▶ [What is required]
The records that follow need to be output exactly as they are.

▶ [Data to process]
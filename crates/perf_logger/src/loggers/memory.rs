//! In-memory sink.

use std::sync::{Arc, Mutex};

use super::PerformanceLogger;
use crate::data::PerformanceData;
use crate::error::PerfResult;

/// Keeps every reported batch in memory.
///
/// Clones share storage: register one clone with a collector and inspect
/// the batches through another after the collector is finished.
#[derive(Debug, Clone, Default)]
pub struct MemoryLogger {
    reports: Arc<Mutex<Vec<Vec<PerformanceData>>>>,
}

impl MemoryLogger {
    pub fn new() -> Self {
        Self::default()
    }

    /// All batches received so far, oldest first.
    pub fn reports(&self) -> Vec<Vec<PerformanceData>> {
        self.reports
            .lock()
            .map(|reports| reports.clone())
            .unwrap_or_default()
    }

    pub fn report_count(&self) -> usize {
        self.reports.lock().map(|reports| reports.len()).unwrap_or(0)
    }

    pub fn last_report(&self) -> Option<Vec<PerformanceData>> {
        self.reports
            .lock()
            .ok()
            .and_then(|reports| reports.last().cloned())
    }

    pub fn clear(&self) {
        if let Ok(mut reports) = self.reports.lock() {
            reports.clear();
        }
    }
}

impl PerformanceLogger for MemoryLogger {
    fn report(&mut self, data: &[PerformanceData]) -> PerfResult<()> {
        if let Ok(mut reports) = self.reports.lock() {
            reports.push(data.to_vec());
        }
        Ok(())
    }

    fn name(&self) -> &str {
        "memory"
    }
}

▶ [Exercise response]
filename crates/perf_logger/src/loggers/memory.rs
//! In-memory sink.

use std::sync::{Arc, Mutex};

use super::PerformanceLogger;
use crate::data::PerformanceData;
use crate::error::PerfResult;

/// Keeps every reported batch in memory.
///
/// Clones share storage: register one clone with a collector and inspect
/// the batches through another after the collector is finished.
#[derive(Debug, Clone, Default)]
pub struct MemoryLogger {
    reports: Arc<Mutex<Vec<Vec<PerformanceData>>>>,
}

impl MemoryLogger {
    pub fn new() -> Self {
        Self::default()
    }

    /// All batches received so far, oldest first.
    pub fn reports(&self) -> Vec<Vec<PerformanceData>> {
        self.reports
            .lock()
            .map(|reports| reports.clone())
            .unwrap_or_default()
    }

    pub fn report_count(&self) -> usize {
        self.reports.lock().map(|reports| reports.len()).unwrap_or(0)
    }

    pub fn last_report(&self) -> Option<Vec<PerformanceData>> {
        self.reports
            .lock()
            .ok()
            .and_then(|reports| reports.last().cloned())
    }

    pub fn clear(&self) {
        if let Ok(mut reports) = self.reports.lock() {
            reports.clear();
        }
    }
}

impl PerformanceLogger for MemoryLogger {
    fn report(&mut self, data: &[PerformanceData]) -> PerfResult<()> {
        if let Ok(mut reports) = self.reports.lock() {
            reports.push(data.to_vec());
        }
        Ok(())
    }

    fn name(&self) -> &str {
        "memory"
    }
}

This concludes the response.